According to the integration in the normal workflow, the

positioning of the client software needs to be considered as well. Since the client should be installed on the diagnosis tester in the repair workshops, it needs to be positioned freely by the user. Otherwise it might hide important components of the diagnosis-software and therefore constricts the workflow instead of supporting it.

C. Participatory Design Another approach to produce a stronger personal binding

of the users to an application is followed in using participatory design. The main point of this approach is to integrate the future users in the planning and development of an application, because they know best what they need for performing tasks and interacting with the application [1][6]. Some proper methods for this are [3]:

• contextual inquiry

• focus groups

• prototyping

• usability-testing

With regard to the usability of Kodin-Kfz, the participatory

design becomes very important. As said above, the use of the application is highly time-critical. Using the knowledge and behavioral routines of the future users in dealing with diagnosis problems to design the application will help a lot in dealing with this problem and getting a better performance.

III. THE IDEA OF KODIN Kodin-Kfz is an ongoing research project, which aims to

overcome the disconnection of motor mechanics from different workshops with the help of an internet-based community. The intention is that problems could not only be solved with the help of co-workers in one workshop but collaboratively with all the skilled workers in the community. Thereby it is possible to avoid the problem of only being personally connected to a small selection of the overall community of experts and by this just being able to share the knowledge of this small community. The more people are asked for help, the greater is the chance that someone knows about the given problem and can assist with helpful solutions.
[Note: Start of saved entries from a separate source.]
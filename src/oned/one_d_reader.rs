/*
 * Copyright 2010 ZXing authors
 *
 * Licensed under the Apache License, Version 2.0 (the "License");
 * you may not use this file except in compliance with the License.
 * You may obtain a copy of the License at
 *
 *      http://www.apache.org/licenses/LICENSE-2.0
 *
 * Unless required by applicable law or agreed to in writing, software
 * distributed under the License is distributed on an "AS IS" BASIS,
 * WITHOUT WARRANTIES OR CONDITIONS OF ANY KIND, either express or implied.
 * See the License for the specific language governing permissions and
 * limitations under the License.
 */

use crate::common::{BitArray, Binarizer, Result};
use crate::decode_hints::dictionary_try_harder;
use crate::reader::ImmutableReader;
use crate::{BinaryBitmap, DecodingHintDictionary, Exceptions, Point, RXingResult};

const INTEGER_MATH_SHIFT: u32 = 8;

/// Shared scan harness for every 1D symbology: decode a handful of rows
/// spaced out from the image's vertical middle, trying each row both as
/// read and reversed (to catch upside-down barcodes), widening the search
/// to every row when `TRY_HARDER` is set.
pub trait OneDReader: std::fmt::Debug {
    fn decode_row(&self, row_number: u32, row: &BitArray, hints: &DecodingHintDictionary) -> Result<RXingResult>;

    fn one_d_decode_with_hints(&self, image: &BinaryBitmap<dyn Binarizer>, hints: &DecodingHintDictionary) -> Result<RXingResult> {
        self.do_decode(image, hints).or_else(|e| {
            let try_harder = dictionary_try_harder(hints);
            if try_harder && image.is_rotate_supported() {
                let rotated = image.rotate_counter_clockwise()?;
                let height = rotated.get_height();
                let result = self.do_decode(&rotated, hints)?;
                let points: Vec<Point> = result
                    .points()
                    .iter()
                    .map(|p| Point::new(height as f32 - p.y - 1.0, p.x))
                    .collect();
                Ok(RXingResult::new(result.text().to_owned(), result.raw_bytes().to_vec(), points, result.format()))
            } else {
                Err(e)
            }
        })
    }

    fn do_decode(&self, image: &BinaryBitmap<dyn Binarizer>, hints: &DecodingHintDictionary) -> Result<RXingResult> {
        let width = image.get_width();
        let height = image.get_height();

        let middle = height >> 1;
        let try_harder = dictionary_try_harder(hints);
        let row_step = 1.max(height >> if try_harder { 8 } else { 5 });
        let max_lines = if try_harder { height } else { 15 };

        for x in 0..max_lines {
            let row_steps_above_or_below = (x + 1) >> 1;
            let is_above = x & 0x01 == 0;
            let row_number = middle as i64
                + row_step as i64 * if is_above { row_steps_above_or_below as i64 } else { -(row_steps_above_or_below as i64) };
            if row_number < 0 || row_number as usize >= height {
                break;
            }
            let row_number = row_number as usize;

            let Ok(mut row) = image.get_black_row(row_number) else { continue };

            for attempt in 0..2 {
                if attempt == 1 {
                    row.reverse();
                }
                if let Ok(mut result) = self.decode_row(row_number as u32, &row, hints) {
                    if attempt == 1 {
                        let points: Vec<Point> = result
                            .points()
                            .iter()
                            .enumerate()
                            .map(|(i, p)| if i < 2 { Point::new(width as f32 - p.x - 1.0, p.y) } else { *p })
                            .collect();
                        result = RXingResult::new(result.text().to_owned(), result.raw_bytes().to_vec(), points, result.format());
                    }
                    return Ok(result);
                }
            }
        }
        Err(Exceptions::not_found_with("no 1D barcode found"))
    }
}

impl<T: OneDReader> ImmutableReader for T {
    fn decode_with_hints(&self, image: &BinaryBitmap<dyn Binarizer>, hints: &DecodingHintDictionary) -> Result<RXingResult> {
        self.one_d_decode_with_hints(image, hints)
    }
}

/// Scores how well `counters` (alternating bar/space run lengths) matches
/// `pattern` once both are scaled to the same total width; `i32::MAX` means
/// "does not match", smaller is a tighter fit.
pub fn pattern_match_variance(counters: &[u32], pattern: &[u32], max_individual_variance: f32) -> i32 {
    let num_counters = counters.len();
    let total: u32 = counters.iter().sum();
    let pattern_length: u32 = pattern.iter().sum();
    if total < pattern_length {
        return i32::MAX;
    }

    let unit_bar_width = ((total as i64) << INTEGER_MATH_SHIFT) / pattern_length as i64;
    let max_individual_variance = ((max_individual_variance * (1 << INTEGER_MATH_SHIFT) as f32) as i64 * unit_bar_width) >> INTEGER_MATH_SHIFT;

    let mut total_variance: i64 = 0;
    for x in 0..num_counters {
        let counter = (counters[x] as i64) << INTEGER_MATH_SHIFT;
        let scaled_pattern = pattern[x] as i64 * unit_bar_width;
        let variance = (counter - scaled_pattern).abs();
        if variance > max_individual_variance {
            return i32::MAX;
        }
        total_variance += variance;
    }
    (total_variance / total as i64) as i32
}

/// Walks `row` from `start`, filling `counters` with alternating run
/// lengths of the color starting at `start` until every counter slot has
/// been used (or the row runs out on the very last one).
pub fn record_pattern(row: &BitArray, start: usize, counters: &mut [u32]) -> Result<()> {
    let num_counters = counters.len();
    counters.fill(0);
    let end = row.size();
    if start >= end {
        return Err(Exceptions::not_found_with("record_pattern: start past end of row"));
    }
    let mut is_white = !row.get(start);
    let mut counter_position = 0usize;
    let mut i = start;
    while i < end {
        if row.get(i) != is_white {
            counters[counter_position] += 1;
        } else {
            counter_position += 1;
            if counter_position == num_counters {
                break;
            }
            counters[counter_position] = 1;
            is_white = !is_white;
        }
        i += 1;
    }
    if !(counter_position == num_counters || (counter_position == num_counters - 1 && i == end)) {
        return Err(Exceptions::not_found_with("record_pattern: ran out of row before filling pattern"));
    }
    Ok(())
}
A. The system of Kodin-Kfz The implementation of Kodin-Kfz includes a web-

application, accessible via a web browser, and a client software, which will be installed on the diagnosis tester in the workshops. Both components are connected to a database in

which the content of the system is saved. Fig. 1 shows the structure of the system and the connection between the single components.

The web-application (Web-Portal) is the core component

of Kodin-Kfz. It offers the users the possibility to ask for help for their own problems by creating a new article in the platform. It also gives the opportunity to actively search in the database for similar problems and possible solutions. To make these processes more successful and to grant faster access every problem can be provided with a variety of technical details of a car – e.g., brand, model, type, year of manufacture, system and subsystem - and additional information like occurrence, weight or speed dependencies or influence of the weather. While searching the database, the users can select a variable assortment of these details to filter the queries and thereby get only problems that are related to their own issues. This is an important feature of the system according to the time-critical aspect mentioned before.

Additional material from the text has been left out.